Qui sont les Kogis ?
Les Indiens Kogis sont, avec les Arhuacos, Wiwas et Kankuamos, les héritiers directs des grandes civilisations précolombiennes, descendants de la culture Tayrona. Ils vivent repliés dans les hautes vallées de la sierra Nevada de Santa Marta, au nord de la Colombie, face à la mer des Caraïbes. La Sierra représente pour eux, le cœur du monde, la Mère Terre, qui a transmis le code moral et spirituel de leur civilisation. Ces savoirs traditionnels ont été inscrits, en 2022, sur la Liste du patrimoine immatériel de l’humanité par l’Unesco.
Croisement des savoirs
Édifiés au Néolithique, les deux monuments de pierres dressées de Palaghju et de Cauria ont très peu d’équivalents en Europe méditerranéenne : ils ont donc été choisis comme théâtre du croisement de savoirs. Lors de la réunion, les cinq représentants kogis, s’exprimant à travers la voix de leur gouverneur, Arregocés Conchacala, ont d’abord partagé leur enthousiasme face au caractère vivant de ces sites, aux arbres « natifs » et aux montagnes, leur rappelant leur sierra. En arrivant à Palaghju, ils ne sont pas directement allés au contact des pierres mais ont d’abord scruté ses abords et son environnement, dans une approche sans doute similaire à celle des Néolithiques. Les archéologues ont évoqué l’état de la recherche qui a considérablement évolué ces dernières années grâce aux démarches pluridisciplinaires (caractérisation, chronologie, origine et développement de ce phénomène).
Des pierres vivantes
Aux scientifiques assemblés, Arregoce Conchacala a livré sa perception des lieux, qui fait écho à des modèles familiers : « Chaque pierre a une fonction. Les alignements donnent des directions vers d’autres sites identiques. Certaines de ces pierres dressées sont féminines, elles regardent la lune, d’autres masculines sont tournées vers le soleil. Elles vont toujours par deux. Nous les appelons Ate et Aba (père et mère), ce sont les deux énergies qui rendent ces endroits vivants. Toutes les pierres sont des personnes, des Jeffe Mayor (grand chef), des autorités. » Au sujet d’un montant gravé de cupules du coffre mégalithique de Palaghju, le gouverneur indique qu’il correspond « à une carte (mapa) pour tout voir. Elle donne des directions vers lesquelles aller pour dialoguer avec la montagne. » Ainsi ces lieux semblent jouer, à leurs yeux, un rôle important dans la connexion de l’homme à son environnement. « Ces pierres expliquent comment marche la montagne. La vocation de ces sites est de chercher la paix avec le territoire, avec la montagne. »
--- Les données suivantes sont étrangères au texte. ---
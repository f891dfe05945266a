/*
[INPUT]:  Request payloads, API credentials, and wall-clock timestamps
[OUTPUT]: Signed request headers (X-BAPI-SIGN and friends)
[POS]:    HTTP layer - request signing for authenticated endpoints
[UPDATE]: When changing signing algorithm or header format
*/

use std::time::{SystemTime, UNIX_EPOCH};

use hmac::{Hmac, Mac};
use sha2::Sha256;

pub const HEADER_API_KEY: &str = "X-BAPI-API-KEY";
pub const HEADER_TIMESTAMP: &str = "X-BAPI-TIMESTAMP";
pub const HEADER_RECV_WINDOW: &str = "X-BAPI-RECV-WINDOW";
pub const HEADER_SIGN: &str = "X-BAPI-SIGN";

pub const DEFAULT_RECV_WINDOW: &str = "5000";

/// Signs v5 requests with the account's HMAC-SHA256 secret.
///
/// The signed message is `timestamp ‖ api_key ‖ recv_window ‖ payload`, where
/// payload is the raw JSON body for POST and the raw query string (no `?`)
/// for GET. The signature is lowercase hex.
#[derive(Debug, Clone)]
pub struct ApiSigner {
    api_key: String,
    api_secret: String,
    recv_window: String,
}

impl ApiSigner {
    pub fn new(api_key: impl Into<String>, api_secret: impl Into<String>) -> Self {
        Self {
            api_key: api_key.into(),
            api_secret: api_secret.into(),
            recv_window: DEFAULT_RECV_WINDOW.to_string(),
        }
    }

    pub fn with_recv_window(mut self, recv_window: impl Into<String>) -> Self {
        self.recv_window = recv_window.into();
        self
    }

    pub fn api_key(&self) -> &str {
        &self.api_key
    }

    pub fn recv_window(&self) -> &str {
        &self.recv_window
    }

    /// Milliseconds since the Unix epoch, as the API expects in
    /// `X-BAPI-TIMESTAMP`.
    pub fn timestamp_ms() -> u64 {
        SystemTime::now()
            .duration_since(UNIX_EPOCH)
            .expect("system clock before Unix epoch")
            .as_millis() as u64
    }

    pub fn sign(&self, timestamp: u64, payload: &str) -> String {
        let mut mac =
            Hmac::<Sha256>::new_from_slice(self.api_secret.as_bytes()).expect("HMAC key");
        mac.update(timestamp.to_string().as_bytes());
        mac.update(self.api_key.as_bytes());
        mac.update(self.recv_window.as_bytes());
        mac.update(payload.as_bytes());
        hex::encode(mac.finalize().into_bytes())
    }
}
Puis, à Cauria, les questions de la fréquentation touristique ou la place de l’archéologie dans nos sociétés (notamment en Amérique du Sud, où la discipline est perçue comme une quête de trésor par les populations indigènes, dont les terres sont la proie du pillage) ont été abordées. Les Kogis nourrissent des problématiques qui occupent les archéologues depuis plusieurs décennies : organisation des espaces sacrés, fonction symbolique, rapport à l’environnement, archéo-astronomie, conservation. Cette expérience ouvre une voie à une autre manière de produire de la connaissance, avec un élargissement du regard et de la capacité à interagir les uns avec les autres à partir des champs variés de compétences et d’expériences. Avec respect, elle admet diverses manières d’appréhender le territoire dans un monde qui tend à l’uniformisation culturelle. En perspective, se dessine l’identification d’un espace pilote, siège d’expérimentation et d’approfondissement d’un échange au service de la régénération et de la santé des territoires, les espaces mégalithiques apparaissant comme un élément clé dans les interactions entre espaces naturels et anthropiques.
Mobilisation corse
La séquence corse, organisée avec le soutien de la Drac de Corse et l’appui de la Collectivité de Corse, a réuni Vincent Ard, CNRS, UMR TRACES, Céline Bressy-Leandri, ministère de la Culture, UMR TRACES, Primitiva Bueno-Ramirez, université d’Alcala, Rodrigo de Balbín Behrmann, université d’Alcala, Ghjacumu Giannesini, anthropologue, Ghjasippina Giannesini, anthropologue, Barbara Glowcezki, CNRS, Franck Leandri, ministère de la Culture, UMR TRACES, Livio Leandri, Collectivité de Corse, université de Corse, Philippe Lefranc, université de Strasbourg, UMR Archimède, et Jean Sicurani, association ARPPC, le gouverneur Arregocés Conchacala Zarabata, Luis Alimaco Nolavita, mamo Jose Pinto Dingula, mamo Luciano Mascote Conchacala, saga Carmen Nuvita Coronado, Eric Julien et Mauricio Montana, association « Tchendukua ici et ailleurs ».
Pour aller plus loin :
JULIEN É., 2022, Kogis, le chemin des pierres qui parlent, dialogue entre chamans et scientifiques, Actes Sud.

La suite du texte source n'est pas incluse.